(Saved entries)

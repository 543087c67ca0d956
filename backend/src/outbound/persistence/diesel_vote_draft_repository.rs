//! PostgreSQL-backed `VoteDraftRepository` implementation using Diesel.

use async_trait::async_trait;
use diesel::prelude::*;
use diesel_async::RunQueryDsl;
use std::collections::BTreeMap;

use crate::domain::ports::{VoteDraftRepository, VoteDraftRepositoryError};
use crate::domain::{AnswerId, PollId, QuestionId, UserId, VoteDraft};

use super::error_mapping::{map_diesel_error, map_pool_error};
use super::models::{VoteDraftRow, VoteDraftUpsert};
use super::pool::DbPool;
use super::schema::vote_drafts;

/// Diesel-backed implementation of the `VoteDraftRepository` port.
#[derive(Clone)]
pub struct DieselVoteDraftRepository {
    pool: DbPool,
}

impl DieselVoteDraftRepository {
    /// Create a new repository with the given connection pool.
    pub fn new(pool: DbPool) -> Self {
        Self { pool }
    }
}

fn map_error(error: diesel::result::Error) -> VoteDraftRepositoryError {
    map_diesel_error(
        error,
        VoteDraftRepositoryError::query,
        VoteDraftRepositoryError::connection,
    )
}

fn row_to_draft(row: VoteDraftRow) -> Result<VoteDraft, VoteDraftRepositoryError> {
    let selections: BTreeMap<QuestionId, Vec<AnswerId>> = serde_json::from_value(row.selections)
        .map_err(|e| VoteDraftRepositoryError::query(format!("corrupt draft selections: {e}")))?;
    Ok(VoteDraft::from_parts(
        PollId::from_uuid(row.poll_id),
        UserId::from_uuid(row.user_id),
        selections,
        row.finished_at,
    ))
}

#[async_trait]
impl VoteDraftRepository for DieselVoteDraftRepository {
    async fn find(
        &self,
        poll_id: &PollId,
        user_id: &UserId,
    ) -> Result<Option<VoteDraft>, VoteDraftRepositoryError> {
        let mut conn = self
            .pool
            .get()
            .await
            .map_err(|e| map_pool_error(e, VoteDraftRepositoryError::connection))?;

        let row: Option<VoteDraftRow> = vote_drafts::table
            .filter(vote_drafts::poll_id.eq(poll_id.as_uuid()))
            .filter(vote_drafts::user_id.eq(user_id.as_uuid()))
            .select(VoteDraftRow::as_select())
            .first(&mut conn)
            .await
            .optional()
            .map_err(map_error)?;

        row.map(row_to_draft).transpose()
    }

    async fn upsert(&self, draft: &VoteDraft) -> Result<(), VoteDraftRepositoryError> {
        let mut conn = self
            .pool
            .get()
            .await
            .map_err(|e| map_pool_error(e, VoteDraftRepositoryError::connection))?;

        let selections = serde_json::to_value(draft.selections()).map_err(|e| {
            VoteDraftRepositoryError::query(format!("unserializable draft selections: {e}"))
        })?;
        let row = VoteDraftUpsert {
            poll_id: *draft.poll_id().as_uuid(),
            user_id: *draft.user_id().as_uuid(),
            selections: &selections,
            finished_at: draft.finished_at(),
        };

        // The draft is whole-document state; an upsert replaces every
        // selection at once.
        diesel::insert_into(vote_drafts::table)
            .values(&row)
            .on_conflict((vote_drafts::poll_id, vote_drafts::user_id))
            .do_update()
            .set(&row)
            .execute(&mut conn)
            .await
            .map(|_| ())
            .map_err(map_error)
    }
}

* WHAT YOU HAVE TO DO
Which lines in the records above contain the string "table"? Copy them.

* TASK RESPONSE
        let row: Option<VoteDraftRow> = vote_drafts::table
        diesel::insert_into(vote_drafts::table)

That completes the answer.